BAG - Urteil vom 26.06.2025
8 AZR 276/24
Normen:
AGG § 3 Abs. 1; AGG § 15 Abs. 4; AGG § 22; SGB IX § 181 S. 1, 3;
Fundstellen:
BB 2025, 2227
EzA-SD 2025, 12
NZA 2025, 1389
BB 2025, 2426
AP 2025
NZA-RR 2025, 643
Vorinstanzen:
ArbG Weiden, vom 23.06.2023 - Vorinstanzaktenzeichen 3 Ca 939/22
LAG Nürnberg, vom 11.09.2024 - Vorinstanzaktenzeichen 4 Sa 178/23

Entschädigungszahlung wegen verschiedener Verstöße gegen das Verbot der Benachteiligung aufgrund einer Behinderung; Verpflichtung eines Arbeitgebers zur Bestellung eines Inklusionsbeauftragten

BAG, Urteil vom 26.06.2025 - Aktenzeichen 8 AZR 276/24

DRsp Nr. 2025/10651

Entschädigungszahlung wegen verschiedener Verstöße gegen das Verbot der Benachteiligung aufgrund einer Behinderung; Verpflichtung eines Arbeitgebers zur Bestellung eines Inklusionsbeauftragten

Die Verletzung der sich aus § 181 SGB IX ergebenden Pflicht des Arbeitgebers, einen Inklusionsbeauftragten zu bestellen, kann ein Indiz iSv. § 22 AGG für den kausalen Zusammenhang zwischen der Schwerbehinderung und einer Benachteiligung begründen.
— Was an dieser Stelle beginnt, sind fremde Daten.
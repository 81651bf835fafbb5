// SPDX-FileCopyrightText: 2024 Foundation Devices, Inc. <hello@foundationdevices.com>
// SPDX-License-Identifier: GPL-3.0-or-later

//! 64-bit block cipher used for signatures and image encryption.
//!
//! 128-bit key, 44-word key schedule, 27 ARX rounds over two 32-bit words.
//! Every function here is pure; the schedule is wiped when dropped.

use consts::{CIPHER_BLOCK_SIZE, DIGEST_SIZE, KEY_SIZE, SIGNATURE_SIZE};
use zeroize::{Zeroize, ZeroizeOnDrop};

/// Number of words in the expanded key.
pub const SCHEDULE_WORDS: usize = 44;
/// Number of rounds applied to each block.
pub const ROUNDS: usize = 27;

const Z: [u32; SCHEDULE_WORDS] = [
    2, 2, 3, 2, 2, 3, 2, 2, 2, 3, 2, 3, 2, 2, 3, 3, 3, 2, 2, 3, 3, 2, 3, 2, 2, 2, 2, 3, 3, 3, 3, 3, 3, 2, 3, 3, 2, 3, 3, 3, 2, 3, 2, 3,
];

pub type Block = [u8; CIPHER_BLOCK_SIZE];

/// Expanded round keys.
#[derive(Clone, Zeroize, ZeroizeOnDrop)]
pub struct RoundKeys {
    words: [u32; SCHEDULE_WORDS],
}

impl core::fmt::Debug for RoundKeys {
    fn fmt(&self, f: &mut core::fmt::Formatter<'_>) -> core::fmt::Result {
        f.write_str("RoundKeys(..)")
    }
}

pub fn expand_key(key: &[u8; KEY_SIZE]) -> RoundKeys {
    let mut rk = [0u32; SCHEDULE_WORDS];
    for (word, chunk) in rk.iter_mut().zip(key.chunks_exact(4)) {
        *word = u32::from_le_bytes([chunk[0], chunk[1], chunk[2], chunk[3]]);
    }
    for i in 4..SCHEDULE_WORDS {
        let mut tmp = rk[i - 1].rotate_right(3) ^ rk[i - 3];
        tmp ^= tmp.rotate_right(1);
        rk[i] = !rk[i - 4] ^ tmp ^ Z[i - 4];
    }
    RoundKeys { words: rk }
}

fn split(block: &Block) -> (u32, u32) {
    let y = u32::from_le_bytes([block[0], block[1], block[2], block[3]]);
    let x = u32::from_le_bytes([block[4], block[5], block[6], block[7]]);
    (x, y)
}

fn join(x: u32, y: u32) -> Block {
    let mut out = [0u8; CIPHER_BLOCK_SIZE];
    out[..4].copy_from_slice(&y.to_le_bytes());
    out[4..].copy_from_slice(&x.to_le_bytes());
    out
}

pub fn encrypt_block(block: &Block, rk: &RoundKeys) -> Block {
    let (mut x, mut y) = split(block);
    for k in &rk.words[..ROUNDS] {
        x = x.rotate_right(8).wrapping_add(y) ^ k;
        y = y.rotate_left(3) ^ x;
    }
    join(x, y)
}

pub fn decrypt_block(block: &Block, rk: &RoundKeys) -> Block {
    let (mut x, mut y) = split(block);
    for k in rk.words[..ROUNDS].iter().rev() {
        y = (x ^ y).rotate_right(3);
        x = (x ^ k).wrapping_sub(y).rotate_left(8);
    }
    join(x, y)
}

/// Turn a digest into a signature by encrypting it block by block.
pub fn sign(digest: &[u8; DIGEST_SIZE], rk: &RoundKeys) -> [u8; SIGNATURE_SIZE] {
    let mut out = [0u8; SIGNATURE_SIZE];
    for (dst, src) in out
        .chunks_exact_mut(CIPHER_BLOCK_SIZE)
        .zip(digest.chunks_exact(CIPHER_BLOCK_SIZE))
    {
        let mut block = [0u8; CIPHER_BLOCK_SIZE];
        block.copy_from_slice(src);
        dst.copy_from_slice(&encrypt_block(&block, rk));
    }
    out
}

/// Encrypt the first `segments` blocks of `buf` in place.
///
/// Segments that would run past the end of `buf` are ignored.
pub fn encrypt_in_place(buf: &mut [u8], segments: usize, rk: &RoundKeys) {
    apply_in_place(buf, segments, |b| encrypt_block(b, rk));
}

/// Decrypt the first `segments` blocks of `buf` in place.
///
/// Segments that would run past the end of `buf` are ignored.
pub fn decrypt_in_place(buf: &mut [u8], segments: usize, rk: &RoundKeys) {
    apply_in_place(buf, segments, |b| decrypt_block(b, rk));
}

fn apply_in_place(buf: &mut [u8], segments: usize, f: impl Fn(&Block) -> Block) {
    for chunk in buf.chunks_exact_mut(CIPHER_BLOCK_SIZE).take(segments) {
        let mut block = [0u8; CIPHER_BLOCK_SIZE];
        block.copy_from_slice(chunk);
        chunk.copy_from_slice(&f(&block));
    }
}
// SPDX-FileCopyrightText: 2024 Foundation Devices, Inc. <hello@foundationdevices.com>
// SPDX-License-Identifier: GPL-3.0-or-later

use std::path::Path;

#[derive(Debug, Clone, Default, serde::Serialize, serde::Deserialize)]
#[serde(deny_unknown_fields)]
pub struct Config {
    /// Device key in hex.
    pub key: Option<String>,
    pub port: Option<String>,
    pub baud: Option<u32>,
}

impl Config {
    pub fn load(path: &Path) -> Result<Self, Error> {
        let config = std::fs::read_to_string(path)?;
        toml::from_str(&config).map_err(Into::into)
    }
}

#[derive(Debug)]
pub enum Error {
    Io(std::io::Error),
    Toml(toml::de::Error),
}

impl From<std::io::Error> for Error {
    fn from(e: std::io::Error) -> Self {
        Error::Io(e)
    }
}

impl From<toml::de::Error> for Error {
    fn from(e: toml::de::Error) -> Self {
        Error::Toml(e)
    }
}

impl std::fmt::Display for Error {
    fn fmt(&self, f: &mut std::fmt::Formatter) -> std::fmt::Result {
        match self {
            Error::Io(e) => write!(f, "failed to read config file: {e}"),
            Error::Toml(e) => write!(f, "config file format error in TOML: {e}"),
        }
    }
}

impl std::error::Error for Error {}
Das setzt jedoch voraus, dass durch die benachteiligende Maßnahme die spezifischen Belange schwerbehinderter Menschen betroffen sind. Orientierungssätze: 1. Benachteiligungen iSd. Allgemeinen Gleichbehandlungsgesetzes stellen verschiedene Streitgegenstände dar, wenn sie sich bei natürlicher, vom Standpunkt der Parteien ausgehender Betrachtungsweise auf unterschiedliche Lebenssachverhalte stützen (Rn. 16 ff.). 2. Die Frist des § 15 Abs. 4 AGG beginnt im Fall eines Dauertatbestands nicht vor dessen Beendigung. Das setzt voraus, dass fortlaufend neue Tatsachen eintreten, die für eine Benachteiligung von Bedeutung sind. Sind die für die Benachteiligung entscheidenden Vorgänge dagegen abgeschlossen und wirken lediglich nach, ist kein Dauerzustand gegeben (Rn. 27).